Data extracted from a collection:

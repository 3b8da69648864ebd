//! Configuration loading and parsing.
//!
//! Parses `splice.toml` (or an override path provided by the embedding
//! application) into edit-engine settings:
//!
//! ```toml
//! [ripple]
//! enabled = true      # timeline ripple used by clip updates
//! all_tracks = false  # ripple edits into every unlocked track
//! markers = false     # ripple edits shift markers
//!
//! [history]
//! limit = 200              # 0 keeps every command
//! strict_snapshots = true  # abort undo when the model drifted underneath
//! ```
//!
//! Unknown fields are ignored and every field has a default, so a missing or
//! partial file always yields a usable `Config`. A malformed file falls back
//! to defaults as well; the parse error is logged rather than surfaced because
//! editing must remain possible with a broken config on disk.

use anyhow::Result;
use serde::Deserialize;
use std::{fs, path::PathBuf};
use tracing::{info, warn};

/// Default cap on retained history entries.
pub const DEFAULT_HISTORY_LIMIT: usize = 200;

#[derive(Debug, Deserialize, Clone, PartialEq, Eq)]
pub struct RippleConfig {
    #[serde(default = "RippleConfig::default_enabled")]
    pub enabled: bool,
    #[serde(default)]
    pub all_tracks: bool,
    #[serde(default)]
    pub markers: bool,
}

impl Default for RippleConfig {
    fn default() -> Self {
        Self {
            enabled: Self::default_enabled(),
            all_tracks: false,
            markers: false,
        }
    }
}

impl RippleConfig {
    const fn default_enabled() -> bool {
        true
    }
}

#[derive(Debug, Deserialize, Clone, PartialEq, Eq)]
pub struct HistoryConfig {
    #[serde(default = "HistoryConfig::default_limit")]
    pub limit: usize,
    #[serde(default = "HistoryConfig::default_strict")]
    pub strict_snapshots: bool,
}

impl Default for HistoryConfig {
    fn default() -> Self {
        Self {
            limit: Self::default_limit(),
            strict_snapshots: Self::default_strict(),
        }
    }
}

impl HistoryConfig {
    const fn default_limit() -> usize {
        DEFAULT_HISTORY_LIMIT
    }
    const fn default_strict() -> bool {
        true
    }
}

#[derive(Debug, Deserialize, Default, Clone, PartialEq, Eq)]
pub struct ConfigFile {
    #[serde(default)]
    pub ripple: RippleConfig,
    #[serde(default)]
    pub history: HistoryConfig,
}

#[derive(Debug, Clone, Default)]
pub struct Config {
    pub raw: Option<String>, // original file string (optional)
    pub file: ConfigFile,    // parsed (or default) data
    pub path: Option<PathBuf>,
}

/// Project-local `splice.toml` if present, else the per-user config directory.
pub fn discover() -> PathBuf {
    let local = PathBuf::from("splice.toml");
    if local.exists() {
        return local;
    }
    if let Some(dir) = dirs::config_dir() {
        return dir.join("splice").join("splice.toml");
    }
    PathBuf::from("splice.toml")
}

pub fn load_from(path: Option<PathBuf>) -> Result<Config> {
    let path = path.unwrap_or_else(discover);
    let Ok(content) = fs::read_to_string(&path) else {
        info!(target: "config", path = %path.display(), "config_missing_using_defaults");
        return Ok(Config::default());
    };
    match toml::from_str::<ConfigFile>(&content) {
        Ok(file) => {
            info!(
                target: "config",
                path = %path.display(),
                ripple = file.ripple.enabled,
                ripple_all_tracks = file.ripple.all_tracks,
                ripple_markers = file.ripple.markers,
                history_limit = file.history.limit,
                "config_loaded"
            );
            Ok(Config {
                raw: Some(content),
                file,
                path: Some(path),
            })
        }
        Err(err) => {
            warn!(target: "config", path = %path.display(), error = %err, "config_parse_failed_using_defaults");
            Ok(Config::default())
        }
    }
}

impl Config {
    pub fn ripple(&self) -> &RippleConfig {
        &self.file.ripple
    }

    pub fn history(&self) -> &HistoryConfig {
        &self.file.history
    }
}

#[cfg(test)]
mod tests {
    use super::*;
    use std::io::Write;
    use std::sync::{Arc, Mutex, MutexGuard};
    use tracing::Level;
    use tracing::subscriber::with_default;
    use tracing_subscriber::fmt::MakeWriter;

    #[derive(Clone)]
    struct BufferWriter {
        inner: Arc<Mutex<Vec<u8>>>,
    }

    impl BufferWriter {
        fn new() -> (Self, Arc<Mutex<Vec<u8>>>) {
            let buf = Arc::new(Mutex::new(Vec::new()));
            (Self { inner: buf.clone() }, buf)
        }
    }

    struct LockedWriter<'a> {
        guard: MutexGuard<'a, Vec<u8>>,
    }

    impl<'a> Write for LockedWriter<'a> {
        fn write(&mut self, buf: &[u8]) -> std::io::Result<usize> {
            self.guard.extend_from_slice(buf);
            Ok(buf.len())
        }

        fn flush(&mut self) -> std::io::Result<()> {
            Ok(())
        }
    }

    impl<'a> MakeWriter<'a> for BufferWriter {
        type Writer = LockedWriter<'a>;

        fn make_writer(&'a self) -> Self::Writer {
            LockedWriter {
                guard: self.inner.lock().expect("log buffer poisoned"),
            }
        }
    }

    #[test]
    fn default_config_when_missing_file() {
        let cfg = load_from(Some(PathBuf::from("missing-splice-config.toml"))).unwrap();
        assert!(cfg.ripple().enabled);
        assert!(!cfg.ripple().all_tracks);
        assert!(!cfg.ripple().markers);
        assert_eq!(cfg.history().limit, DEFAULT_HISTORY_LIMIT);
        assert!(cfg.history().strict_snapshots);
        assert!(cfg.path.is_none());
    }

    #[test]
    fn parses_ripple_and_history_sections() {
        let tmp = tempfile::NamedTempFile::new().unwrap();
        std::fs::write(
            tmp.path(),
            "[ripple]\nall_tracks = true\nmarkers = true\n[history]\nlimit = 5\n",
        )
        .unwrap();
        let cfg = load_from(Some(tmp.path().to_path_buf())).unwrap();
        assert!(cfg.ripple().enabled);
        assert!(cfg.ripple().all_tracks);
        assert!(cfg.ripple().markers);
        assert_eq!(cfg.history().limit, 5);
        assert!(cfg.history().strict_snapshots);
        assert!(cfg.raw.is_some());
    }

    #[test]
    fn malformed_file_falls_back_to_defaults() {
        let tmp = tempfile::NamedTempFile::new().unwrap();
        std::fs::write(tmp.path(), "[ripple\nall_tracks = yes").unwrap();
        let cfg = load_from(Some(tmp.path().to_path_buf())).unwrap();
        assert_eq!(cfg.file, ConfigFile::default());
    }

    #[test]
    fn parse_failure_logs_under_config_target() {
        let tmp = tempfile::NamedTempFile::new().unwrap();
        std::fs::write(tmp.path(), "[history]\nlimit = \"lots\"\n").unwrap();
        let (writer, buffer) = BufferWriter::new();
        let subscriber = tracing_subscriber::fmt()
            .with_max_level(Level::INFO)
            .with_target(true)
            .with_ansi(false)
            .without_time()
            .with_writer(writer)
            .finish();

        with_default(subscriber, || {
            let _ = load_from(Some(tmp.path().to_path_buf())).unwrap();
        });

        let log_output = String::from_utf8(buffer.lock().unwrap().clone()).unwrap();
        assert!(log_output.contains("WARN config:"));
        assert!(log_output.contains("config_parse_failed_using_defaults"));
    }
}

» **Task brief**:
For each line above that contains the word "bool", give the line as it is written.

» **Exercise response**:
    pub enabled: bool,
    pub all_tracks: bool,
    pub markers: bool,
    const fn default_enabled() -> bool {
    pub strict_snapshots: bool,
    const fn default_strict() -> bool {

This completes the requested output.